Data to use =
= = = = = = =

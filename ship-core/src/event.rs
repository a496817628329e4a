//! Domain Event Types
//!
//! This module defines every event the backend pushes over the realtime
//! connection. Events arrive as a wire name (`"project:deleted"`) plus a JSON
//! payload; [`DomainEvent::decode`] turns that pair into a typed variant so
//! that dispatch is an exhaustive `match` instead of string comparison.
//!
//! Only the payload fields the client acts on are decoded. Everything else
//! the server sends is ignored.

use crate::error::EventDecodeError;
use crate::identity::{ProjectId, UserId};
use crate::message::MessageRecord;
use serde::de::DeserializeOwned;
use serde::Deserialize;
use serde_json::Value;
use std::fmt;

/// Discriminant of a [`DomainEvent`], one per wire event name.
#[derive(Debug, Clone, Copy, PartialEq, Eq, Hash, PartialOrd, Ord)]
pub enum EventKind {
    ProjectCreated,
    ProjectUpdated,
    ProjectDeleted,
    ProjectFeatured,
    VoteCast,
    VoteRemoved,
    CommentAdded,
    CommentUpdated,
    CommentDeleted,
    CommentVoted,
    LeaderboardUpdated,
    UserUpdated,
    BadgeAwarded,
    IntroReceived,
    IntroAccepted,
    IntroDeclined,
    MessageReceived,
    MessageRead,
    MessagesRead,
}

impl EventKind {
    /// Every event kind, in registration order.
    pub const ALL: [EventKind; 19] = [
        EventKind::ProjectCreated,
        EventKind::ProjectUpdated,
        EventKind::ProjectDeleted,
        EventKind::ProjectFeatured,
        EventKind::VoteCast,
        EventKind::VoteRemoved,
        EventKind::CommentAdded,
        EventKind::CommentUpdated,
        EventKind::CommentDeleted,
        EventKind::CommentVoted,
        EventKind::LeaderboardUpdated,
        EventKind::UserUpdated,
        EventKind::BadgeAwarded,
        EventKind::IntroReceived,
        EventKind::IntroAccepted,
        EventKind::IntroDeclined,
        EventKind::MessageReceived,
        EventKind::MessageRead,
        EventKind::MessagesRead,
    ];

    /// The wire name of this event.
    pub fn as_str(self) -> &'static str {
        match self {
            EventKind::ProjectCreated => "project:created",
            EventKind::ProjectUpdated => "project:updated",
            EventKind::ProjectDeleted => "project:deleted",
            EventKind::ProjectFeatured => "project:featured",
            EventKind::VoteCast => "vote:cast",
            EventKind::VoteRemoved => "vote:removed",
            EventKind::CommentAdded => "comment:added",
            EventKind::CommentUpdated => "comment:updated",
            EventKind::CommentDeleted => "comment:deleted",
            EventKind::CommentVoted => "comment:voted",
            EventKind::LeaderboardUpdated => "leaderboard:updated",
            EventKind::UserUpdated => "user:updated",
            EventKind::BadgeAwarded => "badge:awarded",
            EventKind::IntroReceived => "intro:received",
            EventKind::IntroAccepted => "intro:accepted",
            EventKind::IntroDeclined => "intro:declined",
            EventKind::MessageReceived => "message:received",
            EventKind::MessageRead => "message:read",
            EventKind::MessagesRead => "messages:read",
        }
    }

    /// Look up a kind by wire name.
    pub fn from_wire(name: &str) -> Option<Self> {
        Self::ALL.iter().copied().find(|kind| kind.as_str() == name)
    }
}
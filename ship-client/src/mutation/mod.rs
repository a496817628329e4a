//! Optimistic mutation controllers.
//!
//! Each controller applies its speculative result to local state and the
//! cache before the network call, then reconciles: confirmed server state on
//! success, the stored snapshot on failure. Vote and save controllers accept
//! one submission at a time; a submission arriving while another is pending
//! is ignored.

pub mod message;
pub mod save;
pub mod vote;

pub use message::MessageSendController;
pub use save::SaveController;
pub use vote::{VoteController, VoteSnapshot};

use ship_cache::CacheError;
use ship_core::{PayloadError, ValidationError};

use crate::api_client::ApiClientError;

/// Failure before a submission reached the network.
#[derive(Debug, thiserror::Error)]
pub enum MutationError {
    #[error("Validation error: {0}")]
    Validation(#[from] ValidationError),
    #[error("Cache error: {0}")]
    Cache(#[from] CacheError),
    #[error("Payload error: {0}")]
    Payload(#[from] PayloadError),
    #[error("Serialization error: {0}")]
    Serde(#[from] serde_json::Error),
}

/// Where a controller is in its submit cycle.
#[derive(Debug, Clone, Copy, PartialEq, Eq, Default)]
pub enum MutationPhase {
    #[default]
    Idle,
    Pending,
    Confirmed,
    RolledBack,
}

/// Snapshot and speculative value of one submission.
#[derive(Debug, Clone, PartialEq, Eq)]
pub struct MutationRecord<T> {
    pub previous: T,
    pub speculative: T,
    pub phase: MutationPhase,
}

impl<T: Clone> MutationRecord<T> {
    pub fn pending(previous: T, speculative: T) -> Self {
        Self {
            previous,
            speculative,
            phase: MutationPhase::Pending,
        }
    }

    /// Settle as confirmed and return the confirmed value.
    pub fn confirm(&mut self, confirmed: T) -> T {
        self.speculative = confirmed.clone();
        self.phase = MutationPhase::Confirmed;
        confirmed
    }

    /// Settle as rolled back and return the snapshot.
    pub fn roll_back(&mut self) -> T {
        self.phase = MutationPhase::RolledBack;
        self.previous.clone()
    }

    pub fn is_settled(&self) -> bool {
        matches!(self.phase, MutationPhase::Confirmed | MutationPhase::RolledBack)
    }
}

/// Result of one submission.
#[derive(Debug)]
pub enum SubmitOutcome<T> {
    /// Another submission was still pending; nothing was sent.
    Ignored,
    Confirmed(T),
    RolledBack { restored: T, error: ApiClientError },
}

impl<T> SubmitOutcome<T> {
    pub fn is_ignored(&self) -> bool {
        matches!(self, Self::Ignored)
    }

    pub fn is_confirmed(&self) -> bool {
        matches!(self, Self::Confirmed(_))
    }

    pub fn is_rolled_back(&self) -> bool {
        matches!(self, Self::RolledBack { .. })
    }
}

#[cfg(test)]
mod tests {
    use super::*;

    #[test]
    fn test_record_confirm() {
        let mut record = MutationRecord::pending(10, 11);
        assert!(!record.is_settled());
        assert_eq!(record.confirm(12), 12);
        assert_eq!(record.phase, MutationPhase::Confirmed);
        assert_eq!(record.speculative, 12);
    }

    #[test]
    fn test_record_roll_back_returns_snapshot() {
        let mut record = MutationRecord::pending("before", "after");
        assert_eq!(record.roll_back(), "before");
        assert!(record.is_settled());
    }
}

= = = = = = =

In the preceding records, how many lines include the word "PartialEq"? Reply with the number only.

3